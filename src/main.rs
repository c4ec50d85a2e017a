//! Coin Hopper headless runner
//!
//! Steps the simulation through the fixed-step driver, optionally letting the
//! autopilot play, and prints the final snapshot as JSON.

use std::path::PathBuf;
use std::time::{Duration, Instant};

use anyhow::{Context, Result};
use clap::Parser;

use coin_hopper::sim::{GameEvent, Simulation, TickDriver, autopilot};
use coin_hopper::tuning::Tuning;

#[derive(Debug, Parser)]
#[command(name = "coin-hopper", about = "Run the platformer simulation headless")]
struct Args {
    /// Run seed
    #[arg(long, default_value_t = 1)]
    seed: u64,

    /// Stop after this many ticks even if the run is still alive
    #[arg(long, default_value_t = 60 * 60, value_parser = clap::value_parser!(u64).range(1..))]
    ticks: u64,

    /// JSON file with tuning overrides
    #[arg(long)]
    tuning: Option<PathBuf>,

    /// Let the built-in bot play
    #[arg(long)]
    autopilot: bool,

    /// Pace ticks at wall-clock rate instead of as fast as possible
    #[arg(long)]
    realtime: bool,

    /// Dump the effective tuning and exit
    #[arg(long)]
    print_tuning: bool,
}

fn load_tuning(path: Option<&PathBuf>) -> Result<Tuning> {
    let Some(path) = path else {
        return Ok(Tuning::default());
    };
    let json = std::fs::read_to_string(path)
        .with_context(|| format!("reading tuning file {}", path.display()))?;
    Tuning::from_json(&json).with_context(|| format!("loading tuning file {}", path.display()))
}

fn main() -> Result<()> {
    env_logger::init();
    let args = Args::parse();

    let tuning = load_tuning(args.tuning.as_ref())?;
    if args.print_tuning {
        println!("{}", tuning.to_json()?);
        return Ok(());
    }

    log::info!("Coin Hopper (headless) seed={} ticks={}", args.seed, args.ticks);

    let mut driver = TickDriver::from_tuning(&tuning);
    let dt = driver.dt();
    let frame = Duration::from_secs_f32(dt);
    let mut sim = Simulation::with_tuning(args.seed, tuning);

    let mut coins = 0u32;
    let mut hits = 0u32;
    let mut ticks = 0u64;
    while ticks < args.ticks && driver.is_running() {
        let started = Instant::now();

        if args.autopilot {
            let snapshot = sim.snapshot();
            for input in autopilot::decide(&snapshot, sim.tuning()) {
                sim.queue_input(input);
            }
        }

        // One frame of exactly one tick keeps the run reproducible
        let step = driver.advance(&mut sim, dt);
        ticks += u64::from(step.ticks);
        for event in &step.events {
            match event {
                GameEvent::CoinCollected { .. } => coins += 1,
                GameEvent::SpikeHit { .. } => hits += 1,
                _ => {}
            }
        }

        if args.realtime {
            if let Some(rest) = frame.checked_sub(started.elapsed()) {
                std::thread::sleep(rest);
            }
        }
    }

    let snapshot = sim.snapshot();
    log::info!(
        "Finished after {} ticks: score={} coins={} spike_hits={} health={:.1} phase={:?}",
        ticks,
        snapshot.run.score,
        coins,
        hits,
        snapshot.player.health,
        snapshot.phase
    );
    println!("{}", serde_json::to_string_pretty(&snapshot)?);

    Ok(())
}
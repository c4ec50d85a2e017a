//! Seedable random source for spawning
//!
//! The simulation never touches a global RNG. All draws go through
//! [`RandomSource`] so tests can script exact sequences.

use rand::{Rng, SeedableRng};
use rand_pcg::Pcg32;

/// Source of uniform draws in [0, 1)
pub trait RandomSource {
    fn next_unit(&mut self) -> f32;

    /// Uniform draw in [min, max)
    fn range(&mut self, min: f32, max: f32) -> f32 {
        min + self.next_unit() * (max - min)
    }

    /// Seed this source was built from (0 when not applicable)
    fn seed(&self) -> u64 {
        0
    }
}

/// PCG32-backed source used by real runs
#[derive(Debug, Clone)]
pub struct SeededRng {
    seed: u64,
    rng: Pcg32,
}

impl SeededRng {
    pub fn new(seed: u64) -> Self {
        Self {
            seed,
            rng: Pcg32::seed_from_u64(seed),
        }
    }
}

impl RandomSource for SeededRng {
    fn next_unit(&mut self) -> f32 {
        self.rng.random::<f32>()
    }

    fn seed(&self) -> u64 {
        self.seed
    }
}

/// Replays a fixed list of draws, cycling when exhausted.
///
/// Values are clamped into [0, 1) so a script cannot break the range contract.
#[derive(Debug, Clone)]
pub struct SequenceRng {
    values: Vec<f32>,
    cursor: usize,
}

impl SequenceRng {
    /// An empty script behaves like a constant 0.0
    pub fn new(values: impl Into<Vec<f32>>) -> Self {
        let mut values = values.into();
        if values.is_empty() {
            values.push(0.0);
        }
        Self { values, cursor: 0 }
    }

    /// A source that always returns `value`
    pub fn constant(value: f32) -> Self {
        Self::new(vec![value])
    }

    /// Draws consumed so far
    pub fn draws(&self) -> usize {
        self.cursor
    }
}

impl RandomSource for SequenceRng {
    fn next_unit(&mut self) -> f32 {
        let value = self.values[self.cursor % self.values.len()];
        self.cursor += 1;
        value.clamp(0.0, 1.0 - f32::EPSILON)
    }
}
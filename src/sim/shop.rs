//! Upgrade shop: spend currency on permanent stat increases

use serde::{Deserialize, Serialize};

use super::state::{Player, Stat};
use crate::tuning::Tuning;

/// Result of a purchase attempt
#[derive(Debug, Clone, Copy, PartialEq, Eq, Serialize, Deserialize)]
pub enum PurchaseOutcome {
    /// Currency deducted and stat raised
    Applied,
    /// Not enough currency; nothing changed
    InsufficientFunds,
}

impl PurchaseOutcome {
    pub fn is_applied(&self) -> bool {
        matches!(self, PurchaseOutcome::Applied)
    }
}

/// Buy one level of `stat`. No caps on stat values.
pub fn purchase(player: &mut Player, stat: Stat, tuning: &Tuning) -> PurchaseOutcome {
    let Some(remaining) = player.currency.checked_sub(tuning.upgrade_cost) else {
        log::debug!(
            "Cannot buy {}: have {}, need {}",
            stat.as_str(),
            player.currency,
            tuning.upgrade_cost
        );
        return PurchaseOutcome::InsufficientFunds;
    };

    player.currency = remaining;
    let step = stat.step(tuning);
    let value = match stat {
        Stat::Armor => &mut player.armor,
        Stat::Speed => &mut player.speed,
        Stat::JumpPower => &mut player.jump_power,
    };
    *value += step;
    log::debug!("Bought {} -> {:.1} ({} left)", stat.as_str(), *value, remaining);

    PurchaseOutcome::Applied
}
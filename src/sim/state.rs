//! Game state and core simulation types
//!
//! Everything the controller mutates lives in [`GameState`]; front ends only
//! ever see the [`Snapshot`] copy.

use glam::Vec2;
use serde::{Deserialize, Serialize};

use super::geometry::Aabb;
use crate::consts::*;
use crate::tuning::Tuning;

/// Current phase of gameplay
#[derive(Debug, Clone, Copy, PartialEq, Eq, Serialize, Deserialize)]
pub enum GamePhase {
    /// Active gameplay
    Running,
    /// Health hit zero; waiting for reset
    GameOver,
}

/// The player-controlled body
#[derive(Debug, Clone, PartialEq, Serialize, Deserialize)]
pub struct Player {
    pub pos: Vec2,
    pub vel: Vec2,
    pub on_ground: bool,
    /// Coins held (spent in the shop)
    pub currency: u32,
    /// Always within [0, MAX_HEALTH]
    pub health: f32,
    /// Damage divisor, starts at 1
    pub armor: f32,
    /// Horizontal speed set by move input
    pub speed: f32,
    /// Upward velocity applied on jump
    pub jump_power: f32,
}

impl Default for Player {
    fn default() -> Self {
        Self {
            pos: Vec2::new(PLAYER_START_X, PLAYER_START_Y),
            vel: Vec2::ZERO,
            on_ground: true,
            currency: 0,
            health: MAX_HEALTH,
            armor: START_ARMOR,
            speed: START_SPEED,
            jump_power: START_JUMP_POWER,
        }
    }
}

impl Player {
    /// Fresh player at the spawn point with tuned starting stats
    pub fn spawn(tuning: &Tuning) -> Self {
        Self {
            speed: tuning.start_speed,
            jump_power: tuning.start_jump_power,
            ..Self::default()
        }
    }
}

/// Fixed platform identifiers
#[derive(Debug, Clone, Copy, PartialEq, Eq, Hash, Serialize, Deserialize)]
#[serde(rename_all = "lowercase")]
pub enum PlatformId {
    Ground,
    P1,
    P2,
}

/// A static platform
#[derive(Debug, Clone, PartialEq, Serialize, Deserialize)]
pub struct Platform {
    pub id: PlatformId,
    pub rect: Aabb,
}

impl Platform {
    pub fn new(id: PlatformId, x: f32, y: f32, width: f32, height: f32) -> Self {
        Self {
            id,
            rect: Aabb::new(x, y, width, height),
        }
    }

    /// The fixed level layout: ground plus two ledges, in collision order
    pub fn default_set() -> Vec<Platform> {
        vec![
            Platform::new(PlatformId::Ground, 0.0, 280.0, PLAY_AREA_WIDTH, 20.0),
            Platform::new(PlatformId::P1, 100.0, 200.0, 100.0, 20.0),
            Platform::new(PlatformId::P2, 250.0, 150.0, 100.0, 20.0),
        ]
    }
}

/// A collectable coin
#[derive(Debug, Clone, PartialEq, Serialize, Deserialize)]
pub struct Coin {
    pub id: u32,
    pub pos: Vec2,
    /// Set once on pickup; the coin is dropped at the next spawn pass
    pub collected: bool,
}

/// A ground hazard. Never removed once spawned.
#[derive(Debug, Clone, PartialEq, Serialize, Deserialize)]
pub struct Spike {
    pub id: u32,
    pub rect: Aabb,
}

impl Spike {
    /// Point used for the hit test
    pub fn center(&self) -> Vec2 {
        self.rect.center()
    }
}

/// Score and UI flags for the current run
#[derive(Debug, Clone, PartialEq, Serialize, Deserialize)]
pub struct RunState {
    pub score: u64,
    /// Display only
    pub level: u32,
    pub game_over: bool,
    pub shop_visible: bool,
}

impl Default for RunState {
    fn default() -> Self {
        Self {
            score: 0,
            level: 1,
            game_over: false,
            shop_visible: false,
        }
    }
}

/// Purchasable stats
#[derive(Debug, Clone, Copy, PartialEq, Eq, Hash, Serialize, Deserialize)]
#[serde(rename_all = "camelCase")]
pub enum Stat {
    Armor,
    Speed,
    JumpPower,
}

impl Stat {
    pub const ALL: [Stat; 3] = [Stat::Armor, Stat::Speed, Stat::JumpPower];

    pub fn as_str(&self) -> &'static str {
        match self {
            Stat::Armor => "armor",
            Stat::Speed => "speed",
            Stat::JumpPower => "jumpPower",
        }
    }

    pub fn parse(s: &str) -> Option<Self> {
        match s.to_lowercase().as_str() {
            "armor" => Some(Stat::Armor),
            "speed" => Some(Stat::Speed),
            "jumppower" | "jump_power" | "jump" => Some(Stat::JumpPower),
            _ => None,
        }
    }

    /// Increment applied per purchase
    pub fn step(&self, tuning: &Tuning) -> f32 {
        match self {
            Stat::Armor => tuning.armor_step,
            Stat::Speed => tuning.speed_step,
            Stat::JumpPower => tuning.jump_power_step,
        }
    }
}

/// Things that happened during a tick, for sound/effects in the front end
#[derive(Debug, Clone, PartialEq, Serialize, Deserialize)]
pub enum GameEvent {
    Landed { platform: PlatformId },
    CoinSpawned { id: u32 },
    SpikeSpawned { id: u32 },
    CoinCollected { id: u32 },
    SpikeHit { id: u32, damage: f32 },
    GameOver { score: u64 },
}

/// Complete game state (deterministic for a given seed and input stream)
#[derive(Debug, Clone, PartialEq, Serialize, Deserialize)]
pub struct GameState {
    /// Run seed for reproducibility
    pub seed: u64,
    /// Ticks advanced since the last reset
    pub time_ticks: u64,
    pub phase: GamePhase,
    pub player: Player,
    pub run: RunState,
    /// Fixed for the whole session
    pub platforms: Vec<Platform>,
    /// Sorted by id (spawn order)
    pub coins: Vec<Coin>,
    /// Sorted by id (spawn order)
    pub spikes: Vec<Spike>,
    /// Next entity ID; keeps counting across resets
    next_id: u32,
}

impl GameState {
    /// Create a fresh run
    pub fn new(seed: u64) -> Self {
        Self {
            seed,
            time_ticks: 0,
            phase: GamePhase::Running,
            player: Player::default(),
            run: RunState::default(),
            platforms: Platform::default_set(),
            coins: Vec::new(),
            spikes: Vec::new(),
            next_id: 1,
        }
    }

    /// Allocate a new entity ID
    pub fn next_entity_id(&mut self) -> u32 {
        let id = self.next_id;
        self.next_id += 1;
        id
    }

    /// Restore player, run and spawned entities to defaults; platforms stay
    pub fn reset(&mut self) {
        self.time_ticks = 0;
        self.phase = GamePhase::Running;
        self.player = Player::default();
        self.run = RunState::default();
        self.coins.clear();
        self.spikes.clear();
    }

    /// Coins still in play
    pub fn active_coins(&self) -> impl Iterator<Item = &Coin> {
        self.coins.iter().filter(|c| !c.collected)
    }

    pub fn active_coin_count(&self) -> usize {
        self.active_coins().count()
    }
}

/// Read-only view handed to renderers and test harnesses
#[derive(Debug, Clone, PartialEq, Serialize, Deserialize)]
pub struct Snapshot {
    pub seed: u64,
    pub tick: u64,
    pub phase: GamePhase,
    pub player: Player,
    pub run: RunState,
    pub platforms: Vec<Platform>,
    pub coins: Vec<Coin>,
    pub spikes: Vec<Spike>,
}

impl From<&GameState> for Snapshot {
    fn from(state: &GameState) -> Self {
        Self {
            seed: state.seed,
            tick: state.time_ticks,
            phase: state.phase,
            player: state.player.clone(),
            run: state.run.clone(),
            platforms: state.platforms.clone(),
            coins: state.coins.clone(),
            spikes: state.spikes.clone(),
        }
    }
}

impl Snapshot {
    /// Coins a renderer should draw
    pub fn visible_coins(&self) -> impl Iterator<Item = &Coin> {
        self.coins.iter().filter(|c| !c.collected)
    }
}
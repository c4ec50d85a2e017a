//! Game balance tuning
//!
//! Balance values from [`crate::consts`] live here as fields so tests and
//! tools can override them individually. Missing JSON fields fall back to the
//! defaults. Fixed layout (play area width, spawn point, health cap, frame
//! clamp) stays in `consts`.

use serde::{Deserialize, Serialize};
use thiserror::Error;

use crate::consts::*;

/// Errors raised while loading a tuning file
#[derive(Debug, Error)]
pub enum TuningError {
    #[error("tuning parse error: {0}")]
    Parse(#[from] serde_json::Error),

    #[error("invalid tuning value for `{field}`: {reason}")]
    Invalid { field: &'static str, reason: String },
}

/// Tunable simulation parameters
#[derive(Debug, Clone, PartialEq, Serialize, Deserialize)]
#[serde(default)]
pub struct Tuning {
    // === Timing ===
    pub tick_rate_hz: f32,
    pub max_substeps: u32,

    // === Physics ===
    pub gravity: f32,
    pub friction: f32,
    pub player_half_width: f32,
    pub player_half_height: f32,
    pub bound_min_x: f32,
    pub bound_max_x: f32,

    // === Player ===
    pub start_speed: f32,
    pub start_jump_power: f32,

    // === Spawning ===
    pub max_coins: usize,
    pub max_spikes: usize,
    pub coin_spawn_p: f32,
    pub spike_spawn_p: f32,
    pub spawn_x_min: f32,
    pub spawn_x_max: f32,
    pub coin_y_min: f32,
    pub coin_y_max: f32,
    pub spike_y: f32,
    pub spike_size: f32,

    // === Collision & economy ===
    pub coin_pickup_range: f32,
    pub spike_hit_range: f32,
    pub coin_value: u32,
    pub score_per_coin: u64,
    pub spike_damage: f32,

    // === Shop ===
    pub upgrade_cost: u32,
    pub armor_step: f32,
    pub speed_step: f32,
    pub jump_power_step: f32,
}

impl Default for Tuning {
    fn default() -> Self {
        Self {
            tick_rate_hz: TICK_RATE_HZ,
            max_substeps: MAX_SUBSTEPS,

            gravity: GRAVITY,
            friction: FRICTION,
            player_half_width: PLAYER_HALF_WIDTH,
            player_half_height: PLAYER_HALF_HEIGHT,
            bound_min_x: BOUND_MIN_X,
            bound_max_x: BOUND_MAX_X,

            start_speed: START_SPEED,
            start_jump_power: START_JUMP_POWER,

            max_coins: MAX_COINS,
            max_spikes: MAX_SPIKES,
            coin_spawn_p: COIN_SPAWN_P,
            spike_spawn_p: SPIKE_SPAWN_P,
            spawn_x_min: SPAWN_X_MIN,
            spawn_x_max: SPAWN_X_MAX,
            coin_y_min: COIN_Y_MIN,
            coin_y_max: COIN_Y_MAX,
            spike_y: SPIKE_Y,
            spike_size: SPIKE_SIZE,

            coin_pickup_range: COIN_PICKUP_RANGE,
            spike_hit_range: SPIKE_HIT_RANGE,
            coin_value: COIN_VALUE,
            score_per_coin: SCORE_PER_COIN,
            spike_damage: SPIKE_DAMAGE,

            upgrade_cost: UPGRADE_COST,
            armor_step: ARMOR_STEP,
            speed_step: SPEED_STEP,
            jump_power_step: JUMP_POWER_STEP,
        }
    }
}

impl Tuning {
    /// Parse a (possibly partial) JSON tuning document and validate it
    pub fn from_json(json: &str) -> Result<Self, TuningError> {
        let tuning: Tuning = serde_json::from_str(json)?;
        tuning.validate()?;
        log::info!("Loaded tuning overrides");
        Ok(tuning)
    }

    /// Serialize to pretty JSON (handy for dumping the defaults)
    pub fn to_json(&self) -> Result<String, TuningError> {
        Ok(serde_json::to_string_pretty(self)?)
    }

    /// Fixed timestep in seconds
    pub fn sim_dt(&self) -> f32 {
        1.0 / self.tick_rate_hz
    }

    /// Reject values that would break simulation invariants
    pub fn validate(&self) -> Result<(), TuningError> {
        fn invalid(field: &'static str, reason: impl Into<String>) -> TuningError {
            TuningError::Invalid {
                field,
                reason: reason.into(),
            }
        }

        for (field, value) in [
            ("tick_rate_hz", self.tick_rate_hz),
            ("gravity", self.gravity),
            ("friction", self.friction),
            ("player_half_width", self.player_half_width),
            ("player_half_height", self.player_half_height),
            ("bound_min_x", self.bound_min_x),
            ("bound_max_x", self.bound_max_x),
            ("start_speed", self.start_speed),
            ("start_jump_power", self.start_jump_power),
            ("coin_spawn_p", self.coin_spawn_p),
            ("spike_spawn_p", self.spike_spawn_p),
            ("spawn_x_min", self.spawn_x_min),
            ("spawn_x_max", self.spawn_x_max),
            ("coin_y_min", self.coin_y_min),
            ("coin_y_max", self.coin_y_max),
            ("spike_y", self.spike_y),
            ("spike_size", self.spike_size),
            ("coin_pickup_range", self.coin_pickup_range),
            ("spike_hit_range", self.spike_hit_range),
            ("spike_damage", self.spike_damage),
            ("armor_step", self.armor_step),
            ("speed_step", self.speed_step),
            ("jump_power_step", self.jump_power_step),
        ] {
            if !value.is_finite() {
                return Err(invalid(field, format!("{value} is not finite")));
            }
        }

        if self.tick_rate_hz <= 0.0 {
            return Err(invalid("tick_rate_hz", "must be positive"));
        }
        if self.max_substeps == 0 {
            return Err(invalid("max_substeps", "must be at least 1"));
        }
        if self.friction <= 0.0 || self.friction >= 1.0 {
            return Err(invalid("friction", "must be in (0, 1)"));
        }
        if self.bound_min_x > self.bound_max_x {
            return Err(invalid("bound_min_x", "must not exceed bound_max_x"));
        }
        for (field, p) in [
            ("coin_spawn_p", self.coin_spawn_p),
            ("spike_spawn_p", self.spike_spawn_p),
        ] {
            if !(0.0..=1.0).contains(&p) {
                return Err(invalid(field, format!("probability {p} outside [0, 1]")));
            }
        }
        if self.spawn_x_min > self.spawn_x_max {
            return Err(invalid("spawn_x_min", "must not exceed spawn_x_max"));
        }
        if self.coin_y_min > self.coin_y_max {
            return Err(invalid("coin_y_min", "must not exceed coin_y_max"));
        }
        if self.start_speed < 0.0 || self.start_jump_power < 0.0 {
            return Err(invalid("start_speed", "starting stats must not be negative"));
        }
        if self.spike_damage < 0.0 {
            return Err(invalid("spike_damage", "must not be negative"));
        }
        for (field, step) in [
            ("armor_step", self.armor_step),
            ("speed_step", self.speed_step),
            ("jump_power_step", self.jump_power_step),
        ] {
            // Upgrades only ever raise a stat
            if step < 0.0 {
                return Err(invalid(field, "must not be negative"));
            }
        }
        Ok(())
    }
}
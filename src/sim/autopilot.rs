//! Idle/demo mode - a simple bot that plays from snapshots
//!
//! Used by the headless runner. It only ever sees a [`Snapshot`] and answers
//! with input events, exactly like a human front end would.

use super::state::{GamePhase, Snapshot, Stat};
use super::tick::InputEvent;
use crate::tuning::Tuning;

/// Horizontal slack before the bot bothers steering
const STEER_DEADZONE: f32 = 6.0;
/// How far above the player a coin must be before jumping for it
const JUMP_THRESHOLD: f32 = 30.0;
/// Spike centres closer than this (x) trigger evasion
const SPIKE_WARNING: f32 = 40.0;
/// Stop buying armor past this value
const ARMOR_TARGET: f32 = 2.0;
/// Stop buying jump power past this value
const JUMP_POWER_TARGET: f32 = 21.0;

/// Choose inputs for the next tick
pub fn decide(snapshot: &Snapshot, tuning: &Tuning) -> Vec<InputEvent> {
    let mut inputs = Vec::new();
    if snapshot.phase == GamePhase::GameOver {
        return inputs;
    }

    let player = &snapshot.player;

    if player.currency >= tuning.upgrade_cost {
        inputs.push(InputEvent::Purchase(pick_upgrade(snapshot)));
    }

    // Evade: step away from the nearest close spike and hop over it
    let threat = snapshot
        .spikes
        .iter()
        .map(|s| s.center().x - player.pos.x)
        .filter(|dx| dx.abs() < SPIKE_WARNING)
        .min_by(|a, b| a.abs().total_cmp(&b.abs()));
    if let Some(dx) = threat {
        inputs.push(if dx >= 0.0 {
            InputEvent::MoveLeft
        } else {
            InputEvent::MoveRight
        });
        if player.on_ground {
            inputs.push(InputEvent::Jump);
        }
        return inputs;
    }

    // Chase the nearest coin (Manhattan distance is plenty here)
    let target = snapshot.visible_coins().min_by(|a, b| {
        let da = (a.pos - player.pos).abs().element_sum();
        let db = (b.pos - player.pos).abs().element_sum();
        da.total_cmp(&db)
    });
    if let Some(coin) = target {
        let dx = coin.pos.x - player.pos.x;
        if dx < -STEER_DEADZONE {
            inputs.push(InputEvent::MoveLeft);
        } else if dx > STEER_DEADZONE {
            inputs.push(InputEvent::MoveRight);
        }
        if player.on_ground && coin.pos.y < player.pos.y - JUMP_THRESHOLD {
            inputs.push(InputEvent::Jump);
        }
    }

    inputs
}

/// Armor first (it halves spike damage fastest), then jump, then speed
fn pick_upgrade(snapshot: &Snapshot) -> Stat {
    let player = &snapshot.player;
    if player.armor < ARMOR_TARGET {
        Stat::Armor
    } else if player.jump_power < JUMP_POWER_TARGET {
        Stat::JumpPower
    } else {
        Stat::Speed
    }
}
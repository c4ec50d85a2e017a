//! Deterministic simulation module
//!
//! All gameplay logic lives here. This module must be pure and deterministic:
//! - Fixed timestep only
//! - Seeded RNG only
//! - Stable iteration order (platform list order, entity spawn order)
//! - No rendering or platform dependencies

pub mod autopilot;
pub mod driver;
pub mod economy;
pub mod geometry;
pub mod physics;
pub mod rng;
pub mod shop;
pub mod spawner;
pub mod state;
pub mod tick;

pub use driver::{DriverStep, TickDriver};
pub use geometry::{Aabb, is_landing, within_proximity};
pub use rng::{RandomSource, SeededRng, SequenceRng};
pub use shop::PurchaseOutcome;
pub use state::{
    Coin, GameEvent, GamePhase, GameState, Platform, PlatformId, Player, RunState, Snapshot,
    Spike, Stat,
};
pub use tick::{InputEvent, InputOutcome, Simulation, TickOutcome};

* [YOUR GOAL]
Search the entries for lines with the string "must", then report their number alone.

* [SOLVED EXERCISE]
11